Should the field be rolled or does the drills press wheel consolidate the seed bed enough?
Using press wheels on the drill or rolling separately immediately after drilling, particularly on heavy soils which are wet, pushes the air out of the soil and can cause the particles to stick together. We therefore recommend letting the soil ‘haze over’ for 24-48 hours after drilling and then rolling or harrowing. This approach delivers perfect results.
With a large amount of plant residue, does this not provide a breeding ground for plant diseases?
No. When soil is biologically healthy and you have created a high worm population and high level of worm activity these issues diminish greatly, as the worms quickly take surface material down into the soil to use as their own food source. Since using the Opti-Till® System on the Claydon farms we have seen much lower levels of plant diseases than on farms which still plough due to the much higher levels of soil biological activity.
What is the future of Strip-Till if glyphosate is banned? Are there any practical mechanical weed control methods?

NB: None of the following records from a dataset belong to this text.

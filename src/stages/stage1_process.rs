use std::collections::BTreeMap;

use anyhow::Result;
use tracing::info;

use crate::config::DataPaths;
use crate::extractors::segment_transcript;
use crate::io::{read_transcripts, write_json};
use crate::models::{CorpusStats, Segment, SegmentConfig, Transcript};

/// Configuration for the process stage
#[derive(Debug, Clone, Default)]
pub struct ProcessConfig {
    pub segment: SegmentConfig,
}

/// Result of the process stage
#[derive(Debug)]
pub struct ProcessResult {
    pub segments: Vec<Segment>,
    pub stats: CorpusStats,
}

/// Segment every transcript, preserving transcript then ordinal order
pub fn build_segments(transcripts: &[Transcript], config: &SegmentConfig) -> Vec<Segment> {
    transcripts
        .iter()
        .flat_map(|t| segment_transcript(t, config))
        .collect()
}

/// Corpus-level counters. `processed_at` is the only wall-clock field.
pub fn compute_stats(
    transcripts: &[Transcript],
    segments: &[Segment],
    processed_at: String,
) -> CorpusStats {
    let total_words: usize = transcripts.iter().map(|t| t.word_count()).sum();

    let mut topics: BTreeMap<String, usize> = BTreeMap::new();
    for topic in transcripts.iter().flat_map(|t| t.topics.iter()) {
        *topics.entry(topic.clone()).or_insert(0) += 1;
    }

    CorpusStats {
        total_episodes: transcripts.len(),
        total_segments: segments.len(),
        total_words,
        average_words_per_episode: total_words / transcripts.len().max(1),
        topics,
        guests: transcripts.iter().map(|t| t.guest.clone()).collect(),
        processed_at,
    }
}

/// Execute the process stage: `transcripts.json` -> `segments.json`, `stats.json`
pub fn execute_process(paths: &DataPaths, config: &ProcessConfig) -> Result<ProcessResult> {
    let input = paths.transcripts();
    DataPaths::require("process", &[&input])?;

    let transcripts = read_transcripts(&input)?;
    info!("Process: loaded {} transcripts", transcripts.len());

    let segments = build_segments(&transcripts, &config.segment);
    let stats = compute_stats(&transcripts, &segments, chrono::Utc::now().to_rfc3339());

    write_json(&paths.segments(), &segments)?;
    write_json(&paths.stats(), &stats)?;
    info!(
        "Process: {} segments, {} words across {} episodes",
        stats.total_segments, stats.total_words, stats.total_episodes
    );

    Ok(ProcessResult { segments, stats })
}
use serde::{Deserialize, Serialize};

/// Configuration for framework context capture
#[derive(Debug, Clone)]
pub struct FrameworkConfig {
    /// Maximum excerpts kept per (framework, transcript)
    pub max_contexts: usize,
    /// Excerpts must be strictly longer than this (characters)
    pub min_context_chars: usize,
    /// Sentences included before the matching sentence
    pub sentences_before: usize,
    /// Sentences included after the matching sentence
    pub sentences_after: usize,
}

impl Default for FrameworkConfig {
    fn default() -> Self {
        Self {
            max_contexts: 3,
            min_context_chars: 50,
            sentences_before: 1,
            sentences_after: 2,
        }
    }
}

/// Matches of one framework rule inside one transcript
#[derive(Debug, Clone, PartialEq, Serialize, Deserialize)]
pub struct FrameworkOccurrence {
    pub name: String,
    pub creator: String,
    pub description: String,
    pub episode_id: String,
    pub guest: String,
    pub title: String,
    /// Raw match count of the winning pattern over the whole transcript
    pub mentions: usize,
    /// Up to three surrounding-sentence excerpts
    pub contexts: Vec<String>,
}

/// One contributing episode inside a framework summary
#[derive(Debug, Clone, PartialEq, Serialize, Deserialize)]
pub struct EpisodeMention {
    pub episode_id: String,
    pub guest: String,
    pub title: String,
    pub mentions: usize,
    pub contexts: Vec<String>,
}

/// Corpus-wide aggregate for one framework
#[derive(Debug, Clone, PartialEq, Serialize, Deserialize)]
pub struct FrameworkSummary {
    pub name: String,
    pub creator: String,
    pub description: String,
    pub total_mentions: usize,
    pub episodes: Vec<EpisodeMention>,
}

impl FrameworkSummary {
    /// Start a summary from the first occurrence seen for a framework
    pub fn from_occurrence(occurrence: &FrameworkOccurrence) -> Self {
        Self {
            name: occurrence.name.clone(),
            creator: occurrence.creator.clone(),
            description: occurrence.description.clone(),
            total_mentions: 0,
            episodes: Vec::new(),
        }
    }

    /// Fold another transcript's occurrence into this summary
    pub fn absorb(&mut self, occurrence: FrameworkOccurrence) {
        self.total_mentions += occurrence.mentions;
        self.episodes.push(EpisodeMention {
            episode_id: occurrence.episode_id,
            guest: occurrence.guest,
            title: occurrence.title,
            mentions: occurrence.mentions,
            contexts: occurrence.contexts,
        });
    }

    pub fn guest_names(&self) -> Vec<&str> {
        self.episodes.iter().map(|e| e.guest.as_str()).collect()
    }
}
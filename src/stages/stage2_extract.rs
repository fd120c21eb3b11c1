use anyhow::Result;
use tracing::info;

use crate::config::DataPaths;
use crate::extractors::{extract_frameworks, extract_insights};
use crate::io::{read_transcripts, write_json};
use crate::models::{FrameworkConfig, FrameworkSummary, Insight, InsightConfig};

/// Configuration for the extract stage
#[derive(Debug, Clone, Default)]
pub struct ExtractConfig {
    pub frameworks: FrameworkConfig,
    pub insights: InsightConfig,
}

/// Result of the extract stage
#[derive(Debug)]
pub struct ExtractResult {
    pub frameworks: Vec<FrameworkSummary>,
    pub insights: Vec<Insight>,
}

/// Execute the extract stage: `transcripts.json` -> `frameworks.json`, `insights.json`
pub fn execute_extract(paths: &DataPaths, config: &ExtractConfig) -> Result<ExtractResult> {
    let input = paths.transcripts();
    DataPaths::require("extract", &[&input])?;

    let transcripts = read_transcripts(&input)?;
    info!("Extract: scanning {} transcripts", transcripts.len());

    let frameworks = extract_frameworks(&transcripts, &config.frameworks);
    let insights = extract_insights(&transcripts, &config.insights);

    write_json(&paths.frameworks(), &frameworks)?;
    write_json(&paths.insights(), &insights)?;
    info!(
        "Extract: {} frameworks, {} insight candidates",
        frameworks.len(),
        insights.len()
    );

    Ok(ExtractResult {
        frameworks,
        insights,
    })
}

#[cfg(test)]
mod tests {
    use super::*;
    use crate::sample::sample_transcripts;

    fn frameworks_for<'a>(summaries: &'a [FrameworkSummary], guest: &str) -> Vec<&'a str> {
        summaries
            .iter()
            .filter(|s| s.episodes.iter().any(|e| e.guest == guest))
            .map(|s| s.name.as_str())
            .collect()
    }

    #[test]
    fn test_sample_corpus_frameworks() {
        let summaries = extract_frameworks(&sample_transcripts(), &FrameworkConfig::default());

        let chesky = frameworks_for(&summaries, "Brian Chesky");
        assert!(chesky.contains(&"Founder Mode"));
        assert!(chesky.contains(&"11-Star Experience"));

        let shreyas = frameworks_for(&summaries, "Shreyas Doshi");
        assert!(shreyas.contains(&"LNO Framework"));
        assert!(shreyas.contains(&"Pre-mortem"));

        for pair in summaries.windows(2) {
            assert!(pair[0].total_mentions >= pair[1].total_mentions);
        }
    }

    #[test]
    fn test_sample_corpus_insights() {
        let insights = extract_insights(&sample_transcripts(), &InsightConfig::default());

        assert!(!insights.is_empty());
        assert!(insights.iter().any(|i| i.guest == "Marty Cagan" && i.signal == "my advice"));
        // Transcript order is preserved
        assert_eq!(insights[0].episode_id, "april-dunford");
    }

    #[test]
    fn test_extract_is_idempotent() {
        let dir = tempfile::tempdir().unwrap();
        let paths = DataPaths::new(dir.path());
        write_json(&paths.transcripts(), &sample_transcripts()).unwrap();

        execute_extract(&paths, &ExtractConfig::default()).unwrap();
        let first = std::fs::read(paths.frameworks()).unwrap();
        let first_insights = std::fs::read(paths.insights()).unwrap();

        execute_extract(&paths, &ExtractConfig::default()).unwrap();
        assert_eq!(std::fs::read(paths.frameworks()).unwrap(), first);
        assert_eq!(std::fs::read(paths.insights()).unwrap(), first_insights);
    }

    #[test]
    fn test_missing_transcripts_writes_nothing() {
        let dir = tempfile::tempdir().unwrap();
        let paths = DataPaths::new(dir.path());

        assert!(execute_extract(&paths, &ExtractConfig::default()).is_err());
        assert!(!paths.frameworks().exists());
        assert!(!paths.insights().exists());
    }
}
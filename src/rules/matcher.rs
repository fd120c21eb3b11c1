use regex::Regex;

/// Anything that can test and count pattern hits in a piece of text.
///
/// Rule tables hold matchers behind this trait so a rule can mix literal
/// phrases and regular expressions.
pub trait TextMatcher: Send + Sync {
    /// Whether the text contains at least one match
    fn is_match(&self, text: &str) -> bool;

    /// Number of non-overlapping matches in the text
    fn count(&self, text: &str) -> usize;

    /// Human-readable form of the pattern
    fn pattern(&self) -> &str;
}

/// Regular expression matcher
#[derive(Debug, Clone)]
pub struct RegexMatcher {
    regex: Regex,
}

impl RegexMatcher {
    pub fn new(pattern: &str) -> Result<Self, regex::Error> {
        Ok(Self {
            regex: Regex::new(pattern)?,
        })
    }

    /// Compile a case-insensitive matcher
    pub fn case_insensitive(pattern: &str) -> Result<Self, regex::Error> {
        Self::new(&format!("(?i){}", pattern))
    }
}

impl TextMatcher for RegexMatcher {
    fn is_match(&self, text: &str) -> bool {
        self.regex.is_match(text)
    }

    fn count(&self, text: &str) -> usize {
        self.regex.find_iter(text).count()
    }

    fn pattern(&self) -> &str {
        self.regex.as_str()
    }
}

/// Case-insensitive literal phrase matcher
#[derive(Debug, Clone)]
pub struct PhraseMatcher {
    phrase: String,
}

impl PhraseMatcher {
    pub fn new(phrase: &str) -> Self {
        Self {
            phrase: phrase.to_lowercase(),
        }
    }
}

impl TextMatcher for PhraseMatcher {
    fn is_match(&self, text: &str) -> bool {
        text.to_lowercase().contains(&self.phrase)
    }

    fn count(&self, text: &str) -> usize {
        if self.phrase.is_empty() {
            return 0;
        }
        text.to_lowercase().matches(self.phrase.as_str()).count()
    }

    fn pattern(&self) -> &str {
        &self.phrase
    }
}

/// Build a boxed case-insensitive regex matcher for a static rule table.
///
/// Panics on an invalid pattern; table patterns are constants covered by tests.
pub(crate) fn re(pattern: &str) -> Box<dyn TextMatcher> {
    Box::new(RegexMatcher::case_insensitive(pattern).unwrap())
}

/// Build a boxed literal phrase matcher for a static rule table
pub(crate) fn phrase(text: &str) -> Box<dyn TextMatcher> {
    Box::new(PhraseMatcher::new(text))
}

#[cfg(test)]
mod tests {
    use super::*;

    #[test]
    fn test_regex_matcher_counts_all_matches() {
        let matcher = RegexMatcher::case_insensitive(r"\bfounder mode\b").unwrap();

        assert!(matcher.is_match("Founder Mode is back"));
        assert_eq!(matcher.count("founder mode, FOUNDER MODE, founder-mode"), 2);
    }

    #[test]
    fn test_phrase_matcher_ignores_case() {
        let matcher = PhraseMatcher::new("My advice");

        assert!(matcher.is_match("and my ADVICE is simple"));
        assert_eq!(matcher.count("my advice, my advice"), 2);
        assert!(!matcher.is_match("advice from me"));
    }

    #[test]
    fn test_invalid_pattern_is_an_error() {
        assert!(RegexMatcher::new(r"(unclosed").is_err());
    }

    #[test]
    fn test_pattern_reports_source() {
        assert_eq!(PhraseMatcher::new("Rule Of Thumb").pattern(), "rule of thumb");
        assert_eq!(RegexMatcher::new("abc").unwrap().pattern(), "abc");
    }
}
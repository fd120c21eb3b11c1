pub mod contradiction;
pub mod framework;
pub mod insight;
pub mod segment;
pub mod stats;
pub mod transcript;

pub use contradiction::*;
pub use framework::*;
pub use insight::*;
pub use segment::*;
pub use stats::*;
pub use transcript::*;
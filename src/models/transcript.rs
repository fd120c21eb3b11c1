use serde::{Deserialize, Serialize};

/// One ingested podcast episode. Immutable after ingestion.
#[derive(Debug, Clone, Default, PartialEq, Serialize, Deserialize)]
#[serde(default)]
pub struct Transcript {
    /// Stable identifier (the raw folder name)
    pub id: String,
    pub guest: String,
    pub title: String,
    pub youtube_url: String,
    pub video_id: String,
    pub description: String,
    pub duration_seconds: u64,
    /// Human-readable duration, e.g. "1:05:12"
    pub duration: String,
    pub view_count: u64,
    pub channel: String,
    /// Full transcript body
    pub transcript: String,
    pub folder: String,
    /// Top topics assigned by the topic tagger
    pub topics: Vec<String>,
}

impl Transcript {
    /// Number of whitespace-delimited words in the body
    pub fn word_count(&self) -> usize {
        self.transcript.split_whitespace().count()
    }
}

/// YAML front matter at the top of a raw `transcript.md` file
#[derive(Debug, Clone, Default, Deserialize, Serialize)]
pub struct FrontMatter {
    pub guest: Option<String>,
    pub title: Option<String>,
    pub youtube_url: Option<String>,
    pub video_id: Option<String>,
    pub description: Option<String>,
    pub duration_seconds: Option<u64>,
    pub duration: Option<String>,
    pub view_count: Option<u64>,
    pub channel: Option<String>,
}

/// Transcript metadata without the body, as shipped in the bundle
#[derive(Debug, Clone, PartialEq, Serialize, Deserialize)]
pub struct Episode {
    pub id: String,
    pub guest: String,
    pub title: String,
    pub youtube_url: String,
    pub video_id: String,
    pub description: String,
    pub duration_seconds: u64,
    pub duration: String,
    pub view_count: u64,
    pub channel: String,
    pub folder: String,
    pub topics: Vec<String>,
    pub word_count: usize,
}

impl From<&Transcript> for Episode {
    fn from(t: &Transcript) -> Self {
        Self {
            id: t.id.clone(),
            guest: t.guest.clone(),
            title: t.title.clone(),
            youtube_url: t.youtube_url.clone(),
            video_id: t.video_id.clone(),
            description: t.description.clone(),
            duration_seconds: t.duration_seconds,
            duration: t.duration.clone(),
            view_count: t.view_count,
            channel: t.channel.clone(),
            folder: t.folder.clone(),
            topics: t.topics.clone(),
            word_count: t.word_count(),
        }
    }
}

The loss of glyphosate would make life difficult for any farming operation. The Claydon Opti-Till System has a clear advantage as weeds and volunteers can be managed mechanically using the Straw Harrow or TerraStar, reducing the reliance on glyphosate. This is more environmentally beneficial, and cheaper than using multiple applications of glyphosate between crops.
We also use the Claydon TerraBlade inter-row hoe, which is a very low-cost, mechanical method of controlling weeds in combinable, band-sown crops. It is an additional weapon in our weed control armoury at a time when the efficacy of some herbicides is decreasing and their cost increasing.